Protein is one of the 3 major macronutrients that provides functional and structural components to all animal cells. 9 essential amino acids make up the protein structure, essential means these particular amino acids can not be synthesized by humans and can only be obtained through proper diet.

The quality of protein is determined by two factors, the first is bio availability. Which is the percentage of protein that will be allowed into your body after it’s digested.

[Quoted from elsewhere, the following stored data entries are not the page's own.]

//! Client-side session facade

use std::sync::Arc;

use bytes::Bytes;
use hyper::header::{HeaderMap, HeaderName, HeaderValue};
use hyper::{Method, Request, Uri};

use crate::intercept::Interceptor;
use crate::record::{LoggedEvent, RequestRecord};
use crate::session::{SessionId, SessionRegistry};
use crate::stub::{StubEndpoint, StubOutcome, StubResponse};
use crate::{Result, StubnetError};

/// Facade binding a client handle to a session
///
/// Composition stand-in for a real client handle: it owns the handle's
/// default headers, `create_session` stamps the session marker there,
/// and `send` merges them into every outgoing request the way a real
/// client applies default headers. All stub and capture state lives in
/// the registry; the handle holds no private copies.
pub struct StubClient {
    registry: Arc<SessionRegistry>,
    interceptor: Arc<Interceptor>,
    default_headers: HeaderMap,
}

impl StubClient {
    pub(crate) fn new(registry: Arc<SessionRegistry>, interceptor: Arc<Interceptor>) -> Self {
        Self {
            registry,
            interceptor,
            default_headers: HeaderMap::new(),
        }
    }

    /// Create a fresh session and stamp its marker onto this handle
    ///
    /// A second call appends a second marker; every later operation on
    /// the handle then fails with a configuration error rather than
    /// guessing which session was meant.
    ///
    /// # Errors
    ///
    /// Returns error if the session limit is reached
    pub fn create_session(&mut self) -> Result<SessionId> {
        let id = self.registry.create_session()?;
        let marker = HeaderValue::from_str(id.as_str()).map_err(|e| {
            StubnetError::ConfigError(format!("session token is not a valid header value: {e}"))
        })?;
        self.default_headers
            .append(self.interceptor.session_header().clone(), marker);
        Ok(id)
    }

    /// Resolve the session currently stamped onto this handle
    ///
    /// # Errors
    ///
    /// Returns `SessionNotInitialized` if `create_session` was never
    /// called, and a configuration error if it was called twice
    pub fn session_id(&self) -> Result<SessionId> {
        self.interceptor.resolve_session(&self.default_headers)
    }

    /// Declare a stub answering one matching call with a canned response
    ///
    /// `header_matches` lists headers the outgoing request must carry
    /// with exactly those values; `None` means no header constraint.
    ///
    /// # Errors
    ///
    /// Returns error if no session is established on this handle
    pub fn stub_response(
        &self,
        method: Method,
        url: Uri,
        response: StubResponse,
        header_matches: Option<Vec<(HeaderName, HeaderValue)>>,
    ) -> Result<()> {
        self.declare(StubEndpoint::new(
            method,
            url,
            StubOutcome::Respond(response),
            header_matches.unwrap_or_default(),
        ))
    }

    /// Declare a stub failing one matching call with a simulated
    /// transport fault
    ///
    /// # Errors
    ///
    /// Returns error if no session is established on this handle
    pub fn stub_fault(
        &self,
        method: Method,
        url: Uri,
        fault: impl Into<String>,
        header_matches: Option<Vec<(HeaderName, HeaderValue)>>,
    ) -> Result<()> {
        self.declare(StubEndpoint::new(
            method,
            url,
            StubOutcome::Fail(fault.into()),
            header_matches.unwrap_or_default(),
        ))
    }

    fn declare(&self, stub: StubEndpoint) -> Result<()> {
        // Precondition check before any mutation.
        let id = self.session_id()?;
        self.registry.session(&id)?.stubs().declare(stub);
        Ok(())
    }

    /// Issue an outgoing call through the interceptor
    ///
    /// Default headers, including the session marker, are appended to
    /// the request's own headers before interception.
    ///
    /// # Errors
    ///
    /// Returns `SessionNotInitialized` or a configuration error when no
    /// session can be resolved, `NoStubConfigured` when no stub
    /// matches, and the declared `Fault` when a fault stub matches
    pub fn send(&self, request: Request<Bytes>) -> Result<StubResponse> {
        let (parts, body) = request.into_parts();

        let mut headers = parts.headers;
        for (name, value) in &self.default_headers {
            headers.append(name.clone(), value.clone());
        }

        self.interceptor.intercept(RequestRecord {
            method: parts.method,
            url: parts.uri,
            headers,
            body,
        })
    }

    /// Issue a GET with no body
    ///
    /// # Errors
    ///
    /// Same as [`StubClient::send`]
    pub fn get(&self, url: Uri) -> Result<StubResponse> {
        let request = Request::builder()
            .method(Method::GET)
            .uri(url)
            .body(Bytes::new())
            .map_err(|e| StubnetError::ConfigError(format!("failed to build request: {e}")))?;
        self.send(request)
    }

    /// Snapshot of every request captured under this handle's session,
    /// in call order
    ///
    /// # Errors
    ///
    /// Returns error if no session is established on this handle
    pub fn captured_requests(&self) -> Result<Vec<RequestRecord>> {
        let id = self.session_id()?;
        Ok(self.registry.session(&id)?.requests())
    }

    /// Snapshot of every decision event logged under this handle's
    /// session, in call order
    ///
    /// # Errors
    ///
    /// Returns error if no session is established on this handle
    pub fn captured_events(&self) -> Result<Vec<LoggedEvent>> {
        let id = self.session_id()?;
        Ok(self.registry.session(&id)?.events())
    }
}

The second is its amino acid profile relative to the body’s requirements for growth, maintenance and repair.

When you check the protein amount on the label also check the fat grams to make sure the number isn’t to high. Protein rich foods are also high in saturated fat and some dairy choices that are high in protein can have trans fat.

Vitamins and minerals

On nutrition labels, vitamin content is provided as the percentage of each nutrient in a single serving.

Not all vitamins are required to be on nutrition labels so you don’t end up with a well-rounded view in the end.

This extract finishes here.